▸ **What you should do**:
Reproduce exactly the line that contains "all expired tokens." and all lines that follow it in the records below, ending with the last one.
Data in this exercise Block Start
//! Refresh token tracking and revocation.
//!
//! Only refresh tokens are stored in the database. Access tokens are stateless
//! and short-lived, so revoking a session means deleting its refresh token row.

use sqlx::sqlite::SqlitePool;

use super::unix_now;

/// A tracked refresh token.
#[derive(Debug, Clone, sqlx::FromRow)]
pub struct RefreshTokenRecord {
    pub id: i64,
    pub jti: String,
    pub user_id: i64,
    pub last_ip: Option<String>,
    pub issued_at: i64,
    pub expires_at: i64,
}

pub struct RefreshTokenStore {
    pool: SqlitePool,
}

impl RefreshTokenStore {
    pub fn new(pool: SqlitePool) -> Self {
        Self { pool }
    }

    /// Record a newly issued refresh token.
    pub async fn create(
        &self,
        jti: &str,
        user_id: i64,
        ip: Option<&str>,
        issued_at: u64,
        expires_at: u64,
    ) -> Result<i64, sqlx::Error> {
        let result = sqlx::query(
            "INSERT INTO refresh_tokens (jti, user_id, last_ip, issued_at, expires_at) VALUES (?, ?, ?, ?, ?)",
        )
        .bind(jti)
        .bind(user_id)
        .bind(ip)
        .bind(issued_at as i64)
        .bind(expires_at as i64)
        .execute(&self.pool)
        .await?;

        Ok(result.last_insert_rowid())
    }

    /// Get a live (not expired) token by its JWT ID.
    pub async fn get_by_jti(&self, jti: &str) -> Result<Option<RefreshTokenRecord>, sqlx::Error> {
        sqlx::query_as(
            "SELECT id, jti, user_id, last_ip, issued_at, expires_at FROM refresh_tokens WHERE jti = ? AND expires_at > ?",
        )
        .bind(jti)
        .bind(unix_now())
        .fetch_optional(&self.pool)
        .await
    }

    /// Update the last IP address seen for a token.
    pub async fn update_ip(&self, jti: &str, ip: &str) -> Result<(), sqlx::Error> {
        sqlx::query("UPDATE refresh_tokens SET last_ip = ? WHERE jti = ?")
            .bind(ip)
            .bind(jti)
            .execute(&self.pool)
            .await?;
        Ok(())
    }

    /// Revoke a token by its JWT ID.
    pub async fn delete_by_jti(&self, jti: &str) -> Result<bool, sqlx::Error> {
        let result = sqlx::query("DELETE FROM refresh_tokens WHERE jti = ?")
            .bind(jti)
            .execute(&self.pool)
            .await?;
        Ok(result.rows_affected() > 0)
    }

    /// Revoke every session of a user.
    pub async fn delete_all_by_user(&self, user_id: i64) -> Result<u64, sqlx::Error> {
        let result = sqlx::query("DELETE FROM refresh_tokens WHERE user_id = ?")
            .bind(user_id)
            .execute(&self.pool)
            .await?;
        Ok(result.rows_affected())
    }

    /// Delete all expired tokens.
    pub async fn delete_expired(&self) -> Result<u64, sqlx::Error> {
        let result = sqlx::query("DELETE FROM refresh_tokens WHERE expires_at <= ?")
            .bind(unix_now())
            .execute(&self.pool)
            .await?;
        Ok(result.rows_affected())
    }
}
Data in this exercise Block End
▸ **Response**:
    /// Delete all expired tokens.
    pub async fn delete_expired(&self) -> Result<u64, sqlx::Error> {
        let result = sqlx::query("DELETE FROM refresh_tokens WHERE expires_at <= ?")
            .bind(unix_now())
            .execute(&self.pool)
            .await?;
        Ok(result.rows_affected())
    }
}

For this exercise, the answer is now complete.